■ What you will do ■
Could you reproduce every record below exactly as written?

──────── Provided information ────────

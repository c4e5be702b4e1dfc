//! Base-path normalization for navigation detection.
//!
//! Two URLs count as the same page when their normalized paths compare equal:
//! digit runs collapse to `*` (numeric ids) and everything after a literal
//! `pages` segment collapses to `*` (per-page slugs). The normalized form is
//! used for equality only and is never stored as a canonical URL.

use chrono::{DateTime, Utc};
use url::Url;

pub fn normalize(url: &str) -> String {
    let path = extract_path(url);
    collapse_digit_runs(&truncate_after_pages(&path))
}

/// Midpoint between two instants; degenerates to `b` when `a == b`.
pub fn midpoint(a: DateTime<Utc>, b: DateTime<Utc>) -> DateTime<Utc> {
    a + (b - a) / 2
}

fn extract_path(url: &str) -> String {
    match Url::parse(url) {
        Ok(parsed) => parsed.path().to_string(),
        // Relative references fail to parse; take the raw string minus any
        // query or fragment.
        Err(_) => {
            let end = url.find(|c| c == '?' || c == '#').unwrap_or(url.len());
            url[..end].to_string()
        }
    }
}

fn truncate_after_pages(path: &str) -> String {
    let mut kept: Vec<&str> = Vec::new();
    for segment in path.split('/') {
        if segment == "pages" {
            kept.push(segment);
            kept.push("*");
            return kept.join("/");
        }
        kept.push(segment);
    }
    kept.join("/")
}

fn collapse_digit_runs(path: &str) -> String {
    let mut out = String::with_capacity(path.len());
    let mut in_run = false;
    for c in path.chars() {
        if c.is_ascii_digit() {
            if !in_run {
                out.push('*');
                in_run = true;
            }
        } else {
            out.push(c);
            in_run = false;
        }
    }
    out
}

#[cfg(test)]
mod tests {
    use super::*;
    use chrono::TimeZone;

    #[test]
    fn digit_runs_collapse() {
        assert_eq!(normalize("https://app.example/accounts/123/detail"), "/accounts/*/detail");
        assert_eq!(normalize("/orders/42/items/7"), "/orders/*/items/*");
        assert_eq!(normalize("/a/1"), "/a/*");
    }

    #[test]
    fn everything_after_pages_segment_collapses() {
        assert_eq!(normalize("/pages/123"), "/pages/*");
        assert_eq!(normalize("https://app.example/pages/welcome-page"), "/pages/*");
        assert_eq!(normalize("/site/pages/a/b/c"), "/site/pages/*");
    }

    #[test]
    fn pages_must_be_an_exact_segment() {
        assert_eq!(normalize("/subpages/7"), "/subpages/*");
        assert_eq!(normalize("/pages9/x"), "/pages*/x");
    }

    #[test]
    fn equivalent_templated_urls_compare_equal() {
        assert_eq!(normalize("/pages/123"), normalize("/pages/456"));
        assert_eq!(
            normalize("https://app.example/users/9/edit"),
            normalize("https://app.example/users/1024/edit")
        );
        assert_ne!(normalize("/a/1"), normalize("/b/2"));
    }

    #[test]
    fn query_and_fragment_are_ignored() {
        assert_eq!(normalize("https://app.example/a/1?tab=2#x"), "/a/*");
        assert_eq!(normalize("/a/1?tab=2"), "/a/*");
    }

    #[test]
    fn midpoint_falls_between() {
        let a = Utc.timestamp_opt(1_700_000_000, 0).unwrap();
        let b = Utc.timestamp_opt(1_700_000_010, 0).unwrap();
        let mid = midpoint(a, b);
        assert!(mid > a && mid < b);
        assert_eq!(mid, Utc.timestamp_opt(1_700_000_005, 0).unwrap());
        assert_eq!(midpoint(a, a), a);
    }
}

────────

■ Response for this exercise ■
repository c4e5be702b4e1dfc
//! Base-path normalization for navigation detection.
//!
//! Two URLs count as the same page when their normalized paths compare equal:
//! digit runs collapse to `*` (numeric ids) and everything after a literal
//! `pages` segment collapses to `*` (per-page slugs). The normalized form is
//! used for equality only and is never stored as a canonical URL.

use chrono::{DateTime, Utc};
use url::Url;

pub fn normalize(url: &str) -> String {
    let path = extract_path(url);
    collapse_digit_runs(&truncate_after_pages(&path))
}

/// Midpoint between two instants; degenerates to `b` when `a == b`.
pub fn midpoint(a: DateTime<Utc>, b: DateTime<Utc>) -> DateTime<Utc> {
    a + (b - a) / 2
}

fn extract_path(url: &str) -> String {
    match Url::parse(url) {
        Ok(parsed) => parsed.path().to_string(),
        // Relative references fail to parse; take the raw string minus any
        // query or fragment.
        Err(_) => {
            let end = url.find(|c| c == '?' || c == '#').unwrap_or(url.len());
            url[..end].to_string()
        }
    }
}

fn truncate_after_pages(path: &str) -> String {
    let mut kept: Vec<&str> = Vec::new();
    for segment in path.split('/') {
        if segment == "pages" {
            kept.push(segment);
            kept.push("*");
            return kept.join("/");
        }
        kept.push(segment);
    }
    kept.join("/")
}

fn collapse_digit_runs(path: &str) -> String {
    let mut out = String::with_capacity(path.len());
    let mut in_run = false;
    for c in path.chars() {
        if c.is_ascii_digit() {
            if !in_run {
                out.push('*');
                in_run = true;
            }
        } else {
            out.push(c);
            in_run = false;
        }
    }
    out
}

#[cfg(test)]
mod tests {
    use super::*;
    use chrono::TimeZone;

    #[test]
    fn digit_runs_collapse() {
        assert_eq!(normalize("https://app.example/accounts/123/detail"), "/accounts/*/detail");
        assert_eq!(normalize("/orders/42/items/7"), "/orders/*/items/*");
        assert_eq!(normalize("/a/1"), "/a/*");
    }

    #[test]
    fn everything_after_pages_segment_collapses() {
        assert_eq!(normalize("/pages/123"), "/pages/*");
        assert_eq!(normalize("https://app.example/pages/welcome-page"), "/pages/*");
        assert_eq!(normalize("/site/pages/a/b/c"), "/site/pages/*");
    }

    #[test]
    fn pages_must_be_an_exact_segment() {
        assert_eq!(normalize("/subpages/7"), "/subpages/*");
        assert_eq!(normalize("/pages9/x"), "/pages*/x");
    }

    #[test]
    fn equivalent_templated_urls_compare_equal() {
        assert_eq!(normalize("/pages/123"), normalize("/pages/456"));
        assert_eq!(
            normalize("https://app.example/users/9/edit"),
            normalize("https://app.example/users/1024/edit")
        );
        assert_ne!(normalize("/a/1"), normalize("/b/2"));
    }

    #[test]
    fn query_and_fragment_are_ignored() {
        assert_eq!(normalize("https://app.example/a/1?tab=2#x"), "/a/*");
        assert_eq!(normalize("/a/1?tab=2"), "/a/*");
    }

    #[test]
    fn midpoint_falls_between() {
        let a = Utc.timestamp_opt(1_700_000_000, 0).unwrap();
        let b = Utc.timestamp_opt(1_700_000_010, 0).unwrap();
        let mid = midpoint(a, b);
        assert!(mid > a && mid < b);
        assert_eq!(mid, Utc.timestamp_opt(1_700_000_005, 0).unwrap());
        assert_eq!(midpoint(a, a), a);
    }
}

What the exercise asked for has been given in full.